◆ **Exercise brief**:
Exercise in exact copying. Transcribe every entry that follows, word for word.

(Collected data)
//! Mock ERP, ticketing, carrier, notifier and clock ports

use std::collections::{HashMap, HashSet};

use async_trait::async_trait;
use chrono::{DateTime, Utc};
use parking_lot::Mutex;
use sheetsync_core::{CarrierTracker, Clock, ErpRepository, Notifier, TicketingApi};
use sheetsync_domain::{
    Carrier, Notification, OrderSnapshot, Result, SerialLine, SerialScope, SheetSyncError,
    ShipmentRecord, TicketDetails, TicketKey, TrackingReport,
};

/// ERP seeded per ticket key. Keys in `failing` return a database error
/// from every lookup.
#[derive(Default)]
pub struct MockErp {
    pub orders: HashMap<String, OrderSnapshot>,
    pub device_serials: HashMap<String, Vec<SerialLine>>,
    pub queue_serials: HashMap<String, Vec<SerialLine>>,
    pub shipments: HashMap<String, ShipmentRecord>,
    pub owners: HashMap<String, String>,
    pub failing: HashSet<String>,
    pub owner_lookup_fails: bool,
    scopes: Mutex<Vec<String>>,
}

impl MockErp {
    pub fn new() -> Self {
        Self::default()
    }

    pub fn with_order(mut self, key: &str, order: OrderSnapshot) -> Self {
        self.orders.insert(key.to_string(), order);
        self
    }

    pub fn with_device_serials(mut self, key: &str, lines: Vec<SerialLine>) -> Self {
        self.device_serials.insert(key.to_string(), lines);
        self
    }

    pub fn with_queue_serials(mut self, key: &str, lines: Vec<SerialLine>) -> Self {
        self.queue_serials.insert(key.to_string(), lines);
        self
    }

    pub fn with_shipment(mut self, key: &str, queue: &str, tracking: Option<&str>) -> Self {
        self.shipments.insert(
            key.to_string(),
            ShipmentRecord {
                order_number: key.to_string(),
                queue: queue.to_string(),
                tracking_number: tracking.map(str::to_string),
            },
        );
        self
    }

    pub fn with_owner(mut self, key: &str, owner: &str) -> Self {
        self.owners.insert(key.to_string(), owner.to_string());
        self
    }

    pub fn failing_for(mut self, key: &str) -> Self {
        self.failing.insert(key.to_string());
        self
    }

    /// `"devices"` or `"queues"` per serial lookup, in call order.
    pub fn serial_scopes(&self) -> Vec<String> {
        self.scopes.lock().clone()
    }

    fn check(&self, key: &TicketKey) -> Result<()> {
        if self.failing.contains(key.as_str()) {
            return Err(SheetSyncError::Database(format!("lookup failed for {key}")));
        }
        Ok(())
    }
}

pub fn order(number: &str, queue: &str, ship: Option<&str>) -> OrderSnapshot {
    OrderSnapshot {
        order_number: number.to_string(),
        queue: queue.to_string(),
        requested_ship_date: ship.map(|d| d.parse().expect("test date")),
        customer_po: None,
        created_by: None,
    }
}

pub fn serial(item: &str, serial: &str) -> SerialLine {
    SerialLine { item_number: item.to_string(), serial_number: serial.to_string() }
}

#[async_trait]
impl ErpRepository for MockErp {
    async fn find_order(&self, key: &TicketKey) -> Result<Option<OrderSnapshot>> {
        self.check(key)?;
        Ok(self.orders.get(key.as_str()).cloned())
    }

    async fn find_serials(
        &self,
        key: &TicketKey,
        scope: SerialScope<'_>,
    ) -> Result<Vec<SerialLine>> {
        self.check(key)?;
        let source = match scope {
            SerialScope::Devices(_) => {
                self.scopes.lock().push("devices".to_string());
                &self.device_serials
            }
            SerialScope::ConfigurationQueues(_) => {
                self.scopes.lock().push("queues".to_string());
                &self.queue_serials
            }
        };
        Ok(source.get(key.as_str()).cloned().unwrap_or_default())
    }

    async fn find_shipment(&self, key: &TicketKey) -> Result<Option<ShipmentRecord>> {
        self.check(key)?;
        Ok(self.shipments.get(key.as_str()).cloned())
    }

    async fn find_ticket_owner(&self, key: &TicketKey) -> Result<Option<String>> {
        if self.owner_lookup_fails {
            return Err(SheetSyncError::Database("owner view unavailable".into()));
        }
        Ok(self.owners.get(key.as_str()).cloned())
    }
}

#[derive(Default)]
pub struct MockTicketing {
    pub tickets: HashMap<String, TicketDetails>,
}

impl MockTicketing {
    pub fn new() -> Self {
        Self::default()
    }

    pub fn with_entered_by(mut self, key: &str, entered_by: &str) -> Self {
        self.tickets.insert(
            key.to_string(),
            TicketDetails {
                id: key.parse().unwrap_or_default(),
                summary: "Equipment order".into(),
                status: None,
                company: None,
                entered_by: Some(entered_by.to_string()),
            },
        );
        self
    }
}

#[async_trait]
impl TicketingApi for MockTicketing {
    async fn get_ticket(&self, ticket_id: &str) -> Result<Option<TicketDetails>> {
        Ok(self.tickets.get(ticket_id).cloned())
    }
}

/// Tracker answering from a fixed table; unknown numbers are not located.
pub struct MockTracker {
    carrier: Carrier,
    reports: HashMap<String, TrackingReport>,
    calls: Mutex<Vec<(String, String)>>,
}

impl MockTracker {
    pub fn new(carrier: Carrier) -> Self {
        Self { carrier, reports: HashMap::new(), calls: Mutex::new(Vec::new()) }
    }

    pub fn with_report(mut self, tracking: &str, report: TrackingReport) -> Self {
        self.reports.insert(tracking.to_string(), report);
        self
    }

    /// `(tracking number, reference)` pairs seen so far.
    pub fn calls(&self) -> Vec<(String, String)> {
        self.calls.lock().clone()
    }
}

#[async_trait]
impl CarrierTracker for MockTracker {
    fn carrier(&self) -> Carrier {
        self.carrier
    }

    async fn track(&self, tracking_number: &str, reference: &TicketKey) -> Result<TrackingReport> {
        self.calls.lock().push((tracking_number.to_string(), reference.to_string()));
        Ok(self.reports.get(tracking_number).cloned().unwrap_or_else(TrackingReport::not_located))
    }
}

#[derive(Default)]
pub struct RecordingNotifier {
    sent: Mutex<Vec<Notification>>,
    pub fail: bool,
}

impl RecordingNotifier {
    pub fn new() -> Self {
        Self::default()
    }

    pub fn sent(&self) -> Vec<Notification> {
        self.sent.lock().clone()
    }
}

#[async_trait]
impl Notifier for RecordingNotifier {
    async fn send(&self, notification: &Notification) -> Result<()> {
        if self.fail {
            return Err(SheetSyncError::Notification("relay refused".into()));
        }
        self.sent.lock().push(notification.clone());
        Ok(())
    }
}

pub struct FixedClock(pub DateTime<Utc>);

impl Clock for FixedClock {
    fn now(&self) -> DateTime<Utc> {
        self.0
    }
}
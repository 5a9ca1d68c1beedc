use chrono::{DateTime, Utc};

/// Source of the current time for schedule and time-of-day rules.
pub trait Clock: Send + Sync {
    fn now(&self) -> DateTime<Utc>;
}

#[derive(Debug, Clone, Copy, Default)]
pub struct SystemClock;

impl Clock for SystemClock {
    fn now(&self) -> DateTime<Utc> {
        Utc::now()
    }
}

◆ **Task solution**:
//! Mock ERP, ticketing, carrier, notifier and clock ports

use std::collections::{HashMap, HashSet};

use async_trait::async_trait;
use chrono::{DateTime, Utc};
use parking_lot::Mutex;
use sheetsync_core::{CarrierTracker, Clock, ErpRepository, Notifier, TicketingApi};
use sheetsync_domain::{
    Carrier, Notification, OrderSnapshot, Result, SerialLine, SerialScope, SheetSyncError,
    ShipmentRecord, TicketDetails, TicketKey, TrackingReport,
};

/// ERP seeded per ticket key. Keys in `failing` return a database error
/// from every lookup.
#[derive(Default)]
pub struct MockErp {
    pub orders: HashMap<String, OrderSnapshot>,
    pub device_serials: HashMap<String, Vec<SerialLine>>,
    pub queue_serials: HashMap<String, Vec<SerialLine>>,
    pub shipments: HashMap<String, ShipmentRecord>,
    pub owners: HashMap<String, String>,
    pub failing: HashSet<String>,
    pub owner_lookup_fails: bool,
    scopes: Mutex<Vec<String>>,
}

impl MockErp {
    pub fn new() -> Self {
        Self::default()
    }

    pub fn with_order(mut self, key: &str, order: OrderSnapshot) -> Self {
        self.orders.insert(key.to_string(), order);
        self
    }

    pub fn with_device_serials(mut self, key: &str, lines: Vec<SerialLine>) -> Self {
        self.device_serials.insert(key.to_string(), lines);
        self
    }

    pub fn with_queue_serials(mut self, key: &str, lines: Vec<SerialLine>) -> Self {
        self.queue_serials.insert(key.to_string(), lines);
        self
    }

    pub fn with_shipment(mut self, key: &str, queue: &str, tracking: Option<&str>) -> Self {
        self.shipments.insert(
            key.to_string(),
            ShipmentRecord {
                order_number: key.to_string(),
                queue: queue.to_string(),
                tracking_number: tracking.map(str::to_string),
            },
        );
        self
    }

    pub fn with_owner(mut self, key: &str, owner: &str) -> Self {
        self.owners.insert(key.to_string(), owner.to_string());
        self
    }

    pub fn failing_for(mut self, key: &str) -> Self {
        self.failing.insert(key.to_string());
        self
    }

    /// `"devices"` or `"queues"` per serial lookup, in call order.
    pub fn serial_scopes(&self) -> Vec<String> {
        self.scopes.lock().clone()
    }

    fn check(&self, key: &TicketKey) -> Result<()> {
        if self.failing.contains(key.as_str()) {
            return Err(SheetSyncError::Database(format!("lookup failed for {key}")));
        }
        Ok(())
    }
}

pub fn order(number: &str, queue: &str, ship: Option<&str>) -> OrderSnapshot {
    OrderSnapshot {
        order_number: number.to_string(),
        queue: queue.to_string(),
        requested_ship_date: ship.map(|d| d.parse().expect("test date")),
        customer_po: None,
        created_by: None,
    }
}

pub fn serial(item: &str, serial: &str) -> SerialLine {
    SerialLine { item_number: item.to_string(), serial_number: serial.to_string() }
}

#[async_trait]
impl ErpRepository for MockErp {
    async fn find_order(&self, key: &TicketKey) -> Result<Option<OrderSnapshot>> {
        self.check(key)?;
        Ok(self.orders.get(key.as_str()).cloned())
    }

    async fn find_serials(
        &self,
        key: &TicketKey,
        scope: SerialScope<'_>,
    ) -> Result<Vec<SerialLine>> {
        self.check(key)?;
        let source = match scope {
            SerialScope::Devices(_) => {
                self.scopes.lock().push("devices".to_string());
                &self.device_serials
            }
            SerialScope::ConfigurationQueues(_) => {
                self.scopes.lock().push("queues".to_string());
                &self.queue_serials
            }
        };
        Ok(source.get(key.as_str()).cloned().unwrap_or_default())
    }

    async fn find_shipment(&self, key: &TicketKey) -> Result<Option<ShipmentRecord>> {
        self.check(key)?;
        Ok(self.shipments.get(key.as_str()).cloned())
    }

    async fn find_ticket_owner(&self, key: &TicketKey) -> Result<Option<String>> {
        if self.owner_lookup_fails {
            return Err(SheetSyncError::Database("owner view unavailable".into()));
        }
        Ok(self.owners.get(key.as_str()).cloned())
    }
}

#[derive(Default)]
pub struct MockTicketing {
    pub tickets: HashMap<String, TicketDetails>,
}

impl MockTicketing {
    pub fn new() -> Self {
        Self::default()
    }

    pub fn with_entered_by(mut self, key: &str, entered_by: &str) -> Self {
        self.tickets.insert(
            key.to_string(),
            TicketDetails {
                id: key.parse().unwrap_or_default(),
                summary: "Equipment order".into(),
                status: None,
                company: None,
                entered_by: Some(entered_by.to_string()),
            },
        );
        self
    }
}

#[async_trait]
impl TicketingApi for MockTicketing {
    async fn get_ticket(&self, ticket_id: &str) -> Result<Option<TicketDetails>> {
        Ok(self.tickets.get(ticket_id).cloned())
    }
}

/// Tracker answering from a fixed table; unknown numbers are not located.
pub struct MockTracker {
    carrier: Carrier,
    reports: HashMap<String, TrackingReport>,
    calls: Mutex<Vec<(String, String)>>,
}

impl MockTracker {
    pub fn new(carrier: Carrier) -> Self {
        Self { carrier, reports: HashMap::new(), calls: Mutex::new(Vec::new()) }
    }

    pub fn with_report(mut self, tracking: &str, report: TrackingReport) -> Self {
        self.reports.insert(tracking.to_string(), report);
        self
    }

    /// `(tracking number, reference)` pairs seen so far.
    pub fn calls(&self) -> Vec<(String, String)> {
        self.calls.lock().clone()
    }
}

#[async_trait]
impl CarrierTracker for MockTracker {
    fn carrier(&self) -> Carrier {
        self.carrier
    }

    async fn track(&self, tracking_number: &str, reference: &TicketKey) -> Result<TrackingReport> {
        self.calls.lock().push((tracking_number.to_string(), reference.to_string()));
        Ok(self.reports.get(tracking_number).cloned().unwrap_or_else(TrackingReport::not_located))
    }
}

#[derive(Default)]
pub struct RecordingNotifier {
    sent: Mutex<Vec<Notification>>,
    pub fail: bool,
}

impl RecordingNotifier {
    pub fn new() -> Self {
        Self::default()
    }

    pub fn sent(&self) -> Vec<Notification> {
        self.sent.lock().clone()
    }
}

#[async_trait]
impl Notifier for RecordingNotifier {
    async fn send(&self, notification: &Notification) -> Result<()> {
        if self.fail {
            return Err(SheetSyncError::Notification("relay refused".into()));
        }
        self.sent.lock().push(notification.clone());
        Ok(())
    }
}

pub struct FixedClock(pub DateTime<Utc>);

impl Clock for FixedClock {
    fn now(&self) -> DateTime<Utc> {
        self.0
    }
}
repository 5a9ca1d68c1beedc
use chrono::{DateTime, Utc};

/// Source of the current time for schedule and time-of-day rules.
pub trait Clock: Send + Sync {
    fn now(&self) -> DateTime<Utc>;
}

#[derive(Debug, Clone, Copy, Default)]
pub struct SystemClock;

impl Clock for SystemClock {
    fn now(&self) -> DateTime<Utc> {
        Utc::now()
    }
}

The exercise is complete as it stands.